I think between the two, the all-1's filter is the more sensible choice,
since not computing a filter is typically reserved for blowing past the
`commitGraph.maxNewFilters` setting.

But, I agree with Gábor down-thread that we could instead teach
`rev_same_tree_as_empty()` to be aware of Bloom filters, which I think
would accomplish our goal of reading Bloom filters at the root commit
while not having to tweak their generation.

Thanks,
Taylor
Jonathan Tan Oct. 2, 2023, 10:55 p.m. UTC | #5
Taylor Blau <me@ttaylorr.com> writes:
> diff --git a/revision.c b/revision.c
> index 2f4c53ea20..1d36df49e2 100644
> --- a/revision.c
> +++ b/revision.c
> @@ -837,14 +837,24 @@ static int rev_compare_tree(struct rev_info *revs,
>  static int rev_same_tree_as_empty(struct rev_info *revs, struct commit *commit)
>  {
>  	struct tree *t1 = repo_get_commit_tree(the_repository, commit);
> +	int bloom_ret = 1;
> 
>  	if (!t1)
>  		return 0;
> 
> +	if (revs->bloom_keys_nr) {
> +		bloom_ret = check_maybe_different_in_bloom_filter(revs, commit);
> +		if (!bloom_ret)
> +			return 1;
> +	}
> +
>  	tree_difference = REV_TREE_SAME;
>  	revs->pruning.flags.has_changes = 0;
>  	diff_tree_oid(NULL, &t1->object.oid, "", &revs->pruning);
> 
> +	if (bloom_ret == 1 && tree_difference == REV_TREE_SAME)
> +		count_bloom_filter_false_positive++;
> +
>  	return tree_difference == REV_TREE_SAME;
>  }

I'll concentrate on getting this patch in, and will look at (and
discuss) the other Bloom filter-related emails later.

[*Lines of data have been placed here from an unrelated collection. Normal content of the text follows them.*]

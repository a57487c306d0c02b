//! # Storage Layer
//!
//! The assistant keeps two independent documents, one per [`Collection`]. The
//! [`DataStore`] trait treats each as an opaque text blob: read it whole at startup,
//! write it whole at every checkpoint. There is no incremental update and no
//! locking; the last full write wins.
//!
//! ## Implementations
//!
//! - [`fs::FileStore`]: one JSON file per collection under the data directory.
//!   A missing file is created holding an empty document.
//! - [`memory::InMemoryStore`]: for testing without filesystem I/O.
//!
//! ## Storage Layout
//!
//! ```text
//! <data dir>/
//! ├── config.json     # Optional configuration
//! ├── contacts.json   # { "<name>": { name, phones, birthday, email, address } }
//! └── notes.json      # { "<title>": { title, content, tags, created_at, updated_at } }
//! ```
//!
//! Decoding lives in [`schema`]; the helpers below glue the blob store to the
//! collections and decide what happens when a document cannot be parsed.

use crate::address_book::AddressBook;
use crate::error::Result;
use crate::notebook::Notebook;
use schema::Document;
use std::fmt;
use tracing::{debug, warn};

pub mod fs;
pub mod memory;
pub mod schema;
pub mod timestamp;

#[derive(Debug, Clone, Copy, PartialEq, Eq, Hash)]
pub enum Collection {
    Contacts,
    Notes,
}

impl fmt::Display for Collection {
    fn fmt(&self, f: &mut fmt::Formatter<'_>) -> fmt::Result {
        match self {
            Collection::Contacts => f.write_str("contacts"),
            Collection::Notes => f.write_str("notes"),
        }
    }
}

/// Whole-document persistence for one collection at a time.
pub trait DataStore {
    /// Returns the stored document, creating an empty one first if none exists.
    fn load(&mut self, collection: Collection) -> Result<String>;

    /// Replaces the stored document.
    fn save(&mut self, collection: Collection, document: &str) -> Result<()>;

    /// Moves an unreadable document out of the way so the next save cannot
    /// overwrite it.
    fn quarantine(&mut self, collection: Collection) -> Result<()>;
}

pub fn load_address_book<S: DataStore>(store: &mut S) -> Result<AddressBook> {
    let Some(document) = load_document(store, Collection::Contacts)? else {
        return Ok(AddressBook::default());
    };
    let entries = document.len();
    let book = AddressBook::from_document(document);
    keep_original_if_lossy(store, Collection::Contacts, entries, book.len())?;
    Ok(book)
}

pub fn load_notebook<S: DataStore>(store: &mut S) -> Result<Notebook> {
    let Some(document) = load_document(store, Collection::Notes)? else {
        return Ok(Notebook::default());
    };
    let entries = document.len();
    let notebook = Notebook::from_document(document);
    keep_original_if_lossy(store, Collection::Notes, entries, notebook.len())?;
    Ok(notebook)
}

pub fn save_address_book<S: DataStore>(store: &mut S, book: &AddressBook) -> Result<()> {
    let json = schema::to_json(&book.to_data())?;
    store.save(Collection::Contacts, &json)
}

pub fn save_notebook<S: DataStore>(store: &mut S, notebook: &Notebook) -> Result<()> {
    let json = schema::to_json(&notebook.to_data())?;
    store.save(Collection::Notes, &json)
}

fn load_document<S: DataStore>(store: &mut S, collection: Collection) -> Result<Option<Document>> {
    let text = store.load(collection)?;
    match Document::parse(&text) {
        Ok(document) => {
            debug!(%collection, shape = ?document.shape(), "loaded document");
            Ok(Some(document))
        }
        Err(e) => {
            warn!(%collection, error = %e, "unreadable document, starting empty");
            store.quarantine(collection)?;
            Ok(None)
        }
    }
}

// A checkpoint writes back only what was loaded. When entries were dropped on
// the way in, the original document is set aside first so nothing is lost.
fn keep_original_if_lossy<S: DataStore>(
    store: &mut S,
    collection: Collection,
    entries: usize,
    loaded: usize,
) -> Result<()> {
    if loaded < entries {
        warn!(
            %collection,
            skipped = entries - loaded,
            "some entries could not be loaded, keeping the original document aside"
        );
        store.quarantine(collection)?;
    }
    Ok(())
}

#[cfg(test)]
mod tests {
    use super::memory::InMemoryStore;
    use super::*;
    use crate::record::Record;

    #[test]
    fn missing_documents_load_empty_and_are_created() {
        let mut store = InMemoryStore::new();
        assert!(load_address_book(&mut store).unwrap().is_empty());
        assert!(load_notebook(&mut store).unwrap().is_empty());
        assert_eq!(store.document(Collection::Contacts), Some("{}"));
    }

    #[test]
    fn legacy_contacts_are_rewritten_keyed() {
        let mut store = InMemoryStore::new().with_document(
            Collection::Contacts,
            r#"[{"name": "Alice", "phones": ["0123456789"], "birthday": "12.11.1990"},
                {"name": "Bob", "phones": ["0987654321"], "birthday": null}]"#,
        );
        let book = load_address_book(&mut store).unwrap();
        save_address_book(&mut store, &book).unwrap();

        let saved: serde_json::Value =
            serde_json::from_str(store.document(Collection::Contacts).unwrap()).unwrap();
        assert!(saved.is_object());
        assert_eq!(saved["Alice"]["birthday"], "12.11.1990");
        assert_eq!(saved["Bob"]["phones"][0], "0987654321");
    }

    #[test]
    fn corrupt_document_is_quarantined() {
        let mut store = InMemoryStore::new().with_document(Collection::Notes, "{oops");
        assert!(load_notebook(&mut store).unwrap().is_empty());
        assert_eq!(store.quarantined(), &[Collection::Notes]);
        assert_eq!(store.quarantined_document(Collection::Notes), Some("{oops"));
    }

    #[test]
    fn skipped_contact_survives_checkpoint() {
        let original = r#"{
            "Alice": {"name": "Alice", "phones": ["111"], "birthday": "1990-01-12"},
            "Bob": {"name": "Bob", "phones": ["222"], "birthday": null}
        }"#;
        let mut store = InMemoryStore::new().with_document(Collection::Contacts, original);
        let book = load_address_book(&mut store).unwrap();
        assert_eq!(book.len(), 1);
        assert!(book.find("Bob").is_some());

        save_address_book(&mut store, &book).unwrap();
        assert_eq!(store.quarantined(), &[Collection::Contacts]);
        let kept = store.quarantined_document(Collection::Contacts).unwrap();
        assert!(kept.contains("1990-01-12"));
        assert!(kept.contains("\"Alice\""));
        assert!(!store.document(Collection::Contacts).unwrap().contains("Alice"));
    }

    #[test]
    fn skipped_note_survives_checkpoint() {
        let original = r#"{
            "Todo": {"title": "Todo", "content": "milk", "tags": ["home"]},
            "Broken": {"title": "Broken", "content": "x", "tags": 5}
        }"#;
        let mut store = InMemoryStore::new().with_document(Collection::Notes, original);
        let notebook = load_notebook(&mut store).unwrap();
        assert_eq!(notebook.len(), 1);

        save_notebook(&mut store, &notebook).unwrap();
        let kept = store.quarantined_document(Collection::Notes).unwrap();
        assert!(kept.contains("Broken"));
    }

    #[test]
    fn clean_documents_are_not_set_aside() {
        let mut store = InMemoryStore::new().with_document(
            Collection::Contacts,
            r#"{"Bob": {"name": "Bob", "phones": ["222"]}}"#,
        );
        load_address_book(&mut store).unwrap();
        assert!(store.quarantined().is_empty());
    }

    #[test]
    fn save_then_load_round_trips() {
        let mut store = InMemoryStore::new();
        let mut book = AddressBook::new();
        let mut record = Record::new("Alice").unwrap();
        record.add_phone("0501234567").unwrap();
        record.add_email("alice@example.com").unwrap();
        book.add_record(record);
        book.add_record(Record::new("Bob").unwrap());

        save_address_book(&mut store, &book).unwrap();
        assert_eq!(load_address_book(&mut store).unwrap(), book);
        assert_eq!(store.save_count(), 1);
    }
}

This looks good, possibly except a code path in try_to_simplify_commit()
that calls this rev_same_tree_as_empty() function when
rev_compare_tree() between a commit and its parent returns REV_TREE_NEW.
So there are 2 issues: How can rev_compare_tree() ever return
REV_TREE_NEW? And it doesn't seem right to check Bloom filters in this
code path, since rev_same_tree_as_empty() was invoked here while we are
enumerating through a commit's parents, which necessarily implies that
the commit has parents, but here we're using the Bloom filter as if the
commit is known to have no parents.

As for the first issue, rev_compare_tree() returns REV_TREE_NEW when the
parent's tree is NULL. I'm not sure how this can happen - the tree can
be NULL if the parent commit is not parsed, but at this point I think
that it has been parsed. And I think every commit has a tree. This goes
back all the way to 3a5e860815 (revision: make tree comparison functions
take commits rather than trees, 2008-11-03) and even beyond that (I
didn't dig further).

As for the second issue, we can probably solve this by being defensive
in rev_same_tree_as_empty() by only using the Bloom filter when the
commit has no parents. Not sure if this is being overly defensive,
though.

There is also the issue that count_bloom_filter_false_positive is
incremented even when no Bloom filters are present, but I think this is
fine (it matches the behavior of rev_compare_tree()).
Taylor Blau Oct. 9, 2023, 5:20 p.m. UTC | #6
On Mon, Oct 02, 2023 at 03:55:46PM -0700, Jonathan Tan wrote:
> Taylor Blau <me@ttaylorr.com> writes:
> > diff --git a/revision.c b/revision.c
> > index 2f4c53ea20..1d36df49e2 100644
> > --- a/revision.c
> > +++ b/revision.c
> > @@ -837,14 +837,24 @@ static int rev_compare_tree(struct rev_info *revs,
> >  static int rev_same_tree_as_empty(struct rev_info *revs, struct commit *commit)
> >  {
> >  	struct tree *t1 = repo_get_commit_tree(the_repository, commit);
> > +	int bloom_ret = 1;
> >
> >  	if (!t1)
> >  		return 0;
> >
> > +	if (revs->bloom_keys_nr) {
> > +		bloom_ret = check_maybe_different_in_bloom_filter(revs, commit);
> > +		if (!bloom_ret)
> > +			return 1;
> > +	}
> > +
> >  	tree_difference = REV_TREE_SAME;
> >  	revs->pruning.flags.has_changes = 0;
> >  	diff_tree_oid(NULL, &t1->object.oid, "", &revs->pruning);
> >
> > +	if (bloom_ret == 1 && tree_difference == REV_TREE_SAME)
> > +		count_bloom_filter_false_positive++;
> > +
> >  	return tree_difference == REV_TREE_SAME;
> >  }
>
> I'll concentrate on getting this patch in, and will look at (and
> discuss) the other Bloom filter-related emails later.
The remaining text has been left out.